Shakman and his head writer Jac Schaeffer don’t seem to be comic book aficionados by any stretch. Schaeffer is quick to admit she read some books to prep for writing WandaVision, her second Marvel Studios endeavor after penning Black Widow, but certainly did not grow up in the Marvel world. “My relationship with the comics, I hope this doesn’t make you wanna turn off this interview immediately but I was not an early comic book reader and I didn’t actually know much about the comics before I started my work at Marvel,” Schaeffer admits. “The comics are an incredibly rich, beautiful, nuanced jumping off point for the stories of the MCU. So, of course, we had every comic that Wanda and Vision appeared in.”

The ideas for the comic influences, possibly the building blocks for the stories as a whole, come from the creatives furter behind-the-scenes. “We had discussions, but really that was like my relationship with my producer, Mary Livanos, she’s the keeper of all of that information,” Schaeffer explains. “We would have our conversations about the show, about what we wanted to do about sitcoms, and then she would flag things that dovetailed, or she would bring up interesting, comic storylines that maybe we in the room didn’t know about and it was very fluid in that way.”

This seems to be a running theme at Marvel Studios. Producers, especially the now well well known man-behind-the-curtain of it all Kevin Feige, have a deep knowledge of the comic stories. Furthermore, Marvel Studios operates as a cohesive unit. Shakman worked closely with Jon Watts and and Sam Raimi, the directors of the upcoming Spider-Man 3 and Doctor Strange in the Multiverse of Madness films which have stories tied directly to that of WandaVision. All of this moves cohesively due to Feige and his team of producers overseeing the constantly connected threads through dozens of upcoming titles, all of which have stories rooted in the comics.

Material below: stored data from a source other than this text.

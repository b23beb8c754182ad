use log::{debug, info, warn};
use rand::Rng;

use super::measure::bench;
use crate::{
    alloc::{measure::MemoryProbe, Allocator, SystemAllocator},
    config::RunConfig,
    random,
    report::{Outcome, Report, Row},
    workload::{Params, Workload, WorkloadId},
};

/// Runs one workload `repetitions` times, one trial after the other.
///
/// Only the generator call is inside the clock readings; logging and the
/// allocator statistics are handled once all trials are done.
pub fn run_workload<A, R>(
    id: WorkloadId,
    params: Params,
    repetitions: u32,
    allocator: &A,
    rng: &mut R,
) -> Row
where
    A: Allocator + MemoryProbe,
    R: Rng + ?Sized,
{
    let workload = Workload::new(id, params);
    // start counting from zero for this workload
    allocator.take_stats();

    let outcome = match bench(repetitions, || workload.run(allocator, rng)) {
        Ok((stats, tally)) => {
            info!("performance stats for `{id}` {params}: {stats}");
            debug!("workload `{id}`: {tally}");
            let memory = allocator.take_stats();
            if let Some(memory) = &memory {
                info!("memory allocation stats for `{id}`:\n{memory}");
            }
            Outcome::Completed {
                stats,
                tally,
                memory,
            }
        }
        Err(e) => {
            warn!("workload `{id}` {params} failed: {e}");
            allocator.take_stats();
            Outcome::Failed {
                reason: e.to_string(),
            }
        }
    };
    Row {
        id,
        params,
        outcome,
    }
}

/// Runs every configured workload in order. A failing workload does not stop
/// the ones after it.
pub fn run_all<A, R>(config: &RunConfig, allocator: &A, rng: &mut R) -> Vec<Row>
where
    A: Allocator + MemoryProbe,
    R: Rng + ?Sized,
{
    config
        .workloads
        .iter()
        .map(|&id| run_workload(id, config.params(id), config.repetitions, allocator, rng))
        .collect()
}

/// Runs `config` against the platform allocator, counting allocations when
/// `config.trace` is set.
pub fn run(config: &RunConfig) -> Report {
    let seed = config.seed.unwrap_or_else(rand::random);
    info!("seed: {seed}");
    let mut rng = random::seeded(seed);

    let rows = if config.trace {
        run_all(config, &crate::alloc::default_tracing_allocator(), &mut rng)
    } else {
        run_all(config, &SystemAllocator::system(), &mut rng)
    };
    Report {
        seed,
        repetitions: config.repetitions,
        rows,
    }
}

“You’ve answered the question, why WandaVision? Why Wanda and Vision? And it’s a two part answer,” Feige tells ComicBook.com. “One is, because the characters in the comics and the story potential there is vast and it’s amazing. We just scratched the surface of it. And the other answer is, because Elizabeth Olsen and Paul Bettany play those two characters and they’re spectacular performers and spectacular actors that, again, I believed you’d only scratched the surface of seeing what they can do with those characters in the movies up to this point.”

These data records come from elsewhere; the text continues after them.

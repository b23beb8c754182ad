//! A growable sequence whose backing buffer comes from the allocator under
//! test. Growth doubles the capacity: allocate the new buffer, move the
//! elements over, release the old one.

use std::{alloc::Layout, ptr};

use thiserror::Error;

use crate::alloc::{Allocator, Handle};

#[derive(Debug, Error)]
#[error("cannot allocate a sequence buffer for {capacity} elements")]
pub struct SequenceError {
    pub capacity: usize,
}

pub struct GrowableSeq<'a, A: Allocator> {
    allocator: &'a A,
    buffer: Option<Handle>,
    capacity: usize,
    len: usize,
}

impl<'a, A: Allocator> GrowableSeq<'a, A> {
    pub fn with_capacity(allocator: &'a A, capacity: usize) -> Result<Self, SequenceError> {
        let buffer = Self::alloc_buffer(allocator, capacity)?;
        Ok(GrowableSeq {
            allocator,
            buffer,
            capacity,
            len: 0,
        })
    }

    fn alloc_buffer(allocator: &A, capacity: usize) -> Result<Option<Handle>, SequenceError> {
        if capacity == 0 {
            return Ok(None);
        }
        Layout::array::<Handle>(capacity)
            .ok()
            .and_then(|layout| allocator.allocate(layout))
            .map(Some)
            .ok_or(SequenceError { capacity })
    }

    fn base(&self) -> *mut Handle {
        self.buffer
            .as_ref()
            .map_or(ptr::null_mut(), |b| b.as_ptr().cast())
    }

    pub fn len(&self) -> usize {
        self.len
    }

    pub fn is_empty(&self) -> bool {
        self.len == 0
    }

    pub fn capacity(&self) -> usize {
        self.capacity
    }

    pub fn get(&self, index: usize) -> Option<&Handle> {
        // SAFETY: elements `0..len` are initialised.
        (index < self.len).then(|| unsafe { &*self.base().add(index) })
    }

    /// Appends `element`, growing the buffer when it is full. If the larger
    /// buffer cannot be allocated the element is handed back.
    pub fn push_back(&mut self, element: Handle) -> Result<(), Handle> {
        if self.len == self.capacity && self.grow().is_err() {
            return Err(element);
        }
        // SAFETY: `len < capacity` after a successful grow.
        unsafe { self.base().add(self.len).write(element) };
        self.len += 1;
        Ok(())
    }

    fn grow(&mut self) -> Result<(), SequenceError> {
        let capacity = (self.capacity * 2).max(1);
        let buffer = Self::alloc_buffer(self.allocator, capacity)?;
        if let (Some(new), true) = (&buffer, self.len > 0) {
            // SAFETY: the new buffer holds `capacity > len` elements and does
            // not overlap the old one. Elements are moved, not duplicated: the
            // old buffer is released without dropping anything.
            unsafe {
                ptr::copy_nonoverlapping(self.base(), new.as_ptr().cast::<Handle>(), self.len)
            };
        }
        if let Some(old) = std::mem::replace(&mut self.buffer, buffer) {
            self.allocator.release(old);
        }
        self.capacity = capacity;
        Ok(())
    }

    /// Removes the element at `index`, shifting the tail down by one.
    ///
    /// Returns the removed element together with the index of the element
    /// that followed it, which is `index` itself after the shift.
    pub fn erase_at(&mut self, index: usize) -> Option<(Handle, usize)> {
        if index >= self.len {
            return None;
        }
        // SAFETY: `index < len`; the tail is moved down over the read slot.
        let element = unsafe {
            let at = self.base().add(index);
            let element = at.read();
            ptr::copy(at.add(1), at, self.len - index - 1);
            element
        };
        self.len -= 1;
        Some((element, index))
    }

    pub fn pop_back(&mut self) -> Option<Handle> {
        if self.len == 0 {
            return None;
        }
        self.len -= 1;
        // SAFETY: the element at the old `len - 1` is initialised and is no
        // longer reachable through the sequence.
        Some(unsafe { self.base().add(self.len).read() })
    }
}

impl<A: Allocator> Drop for GrowableSeq<'_, A> {
    fn drop(&mut self) {
        while let Some(element) = self.pop_back() {
            self.allocator.release(element);
        }
        if let Some(buffer) = self.buffer.take() {
            self.allocator.release(buffer);
        }
    }
}

#[cfg(test)]
mod tests {
    use super::*;
    use crate::alloc::testing::{self, FailingAllocator};

    fn tagged<A: Allocator>(a: &A, tag: u8) -> Handle {
        let mut h = a.allocate_bytes(1).unwrap();
        h.bytes_mut()[0] = tag;
        h
    }

    fn tags<A: Allocator>(seq: &GrowableSeq<'_, A>) -> Vec<u8> {
        (0..seq.len()).map(|i| seq.get(i).unwrap().bytes()[0]).collect()
    }

    #[test]
    fn grows_by_doubling() {
        let a = testing::counting();
        let mut seq = GrowableSeq::with_capacity(&a, 2).unwrap();
        for tag in 0..5 {
            seq.push_back(tagged(&a, tag)).unwrap();
        }
        assert_eq!(seq.len(), 5);
        assert_eq!(seq.capacity(), 8);
        assert_eq!(tags(&seq), [0, 1, 2, 3, 4]);

        // 2 -> 4 -> 8: two growths, each releasing the previous buffer
        let stats = a.hooks().stats();
        assert_eq!(stats.total_num, 3 + 5);
        assert_eq!(stats.outstanding, 1 + 5);

        drop(seq);
        assert_eq!(a.hooks().stats().outstanding, 0);
    }

    #[test]
    fn erase_shifts_the_tail() {
        let a = testing::counting();
        let mut seq = GrowableSeq::with_capacity(&a, 0).unwrap();
        for tag in 0..4 {
            seq.push_back(tagged(&a, tag)).unwrap();
        }
        let (removed, next) = seq.erase_at(1).unwrap();
        assert_eq!(removed.bytes()[0], 1);
        assert_eq!(next, 1);
        assert_eq!(seq.get(next).unwrap().bytes()[0], 2);
        a.release(removed);
        assert_eq!(tags(&seq), [0, 2, 3]);

        let (last, next) = seq.erase_at(2).unwrap();
        a.release(last);
        assert_eq!(next, seq.len());
        assert!(seq.erase_at(2).is_none());

        let tail = seq.pop_back().unwrap();
        assert_eq!(tail.bytes()[0], 2);
        a.release(tail);
        assert_eq!(tags(&seq), [0]);
    }

    #[test]
    fn failed_growth_hands_the_element_back() {
        // call 0: buffer, calls 1 and 2: elements, call 3: growth
        let a = FailingAllocator::new(|call| call == 3);
        let mut seq = GrowableSeq::with_capacity(&a, 1).unwrap();
        seq.push_back(a.allocate_bytes(1).unwrap()).unwrap();
        let extra = a.allocate_bytes(1).unwrap();
        let extra = seq.push_back(extra).unwrap_err();
        a.release(extra);
        assert_eq!(a.calls(), 4);
        assert_eq!(seq.len(), 1);
        assert_eq!(seq.capacity(), 1);
        drop(seq);
        assert_eq!(a.inner.hooks().stats().outstanding, 0);
    }

    #[test]
    fn buffer_failure_is_reported() {
        let a = FailingAllocator::new(|_| true);
        assert_eq!(GrowableSeq::with_capacity(&a, 5).err().unwrap().capacity, 5);
    }
}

As the story in the Marvel Cinematic Universe moves forward, it seems creative powers are simply taking their pick at whichever comics they deem worthy of an adaptation or remix in live-action. Could that have happened years ago before the box office provided such confidence to Marvel Studios? No way. Now, though, Marvel can be as ambitious as House of M or Secret Wars and everything in between with a constant line of communication and planning between the sprawling, talented parties bringing them to life.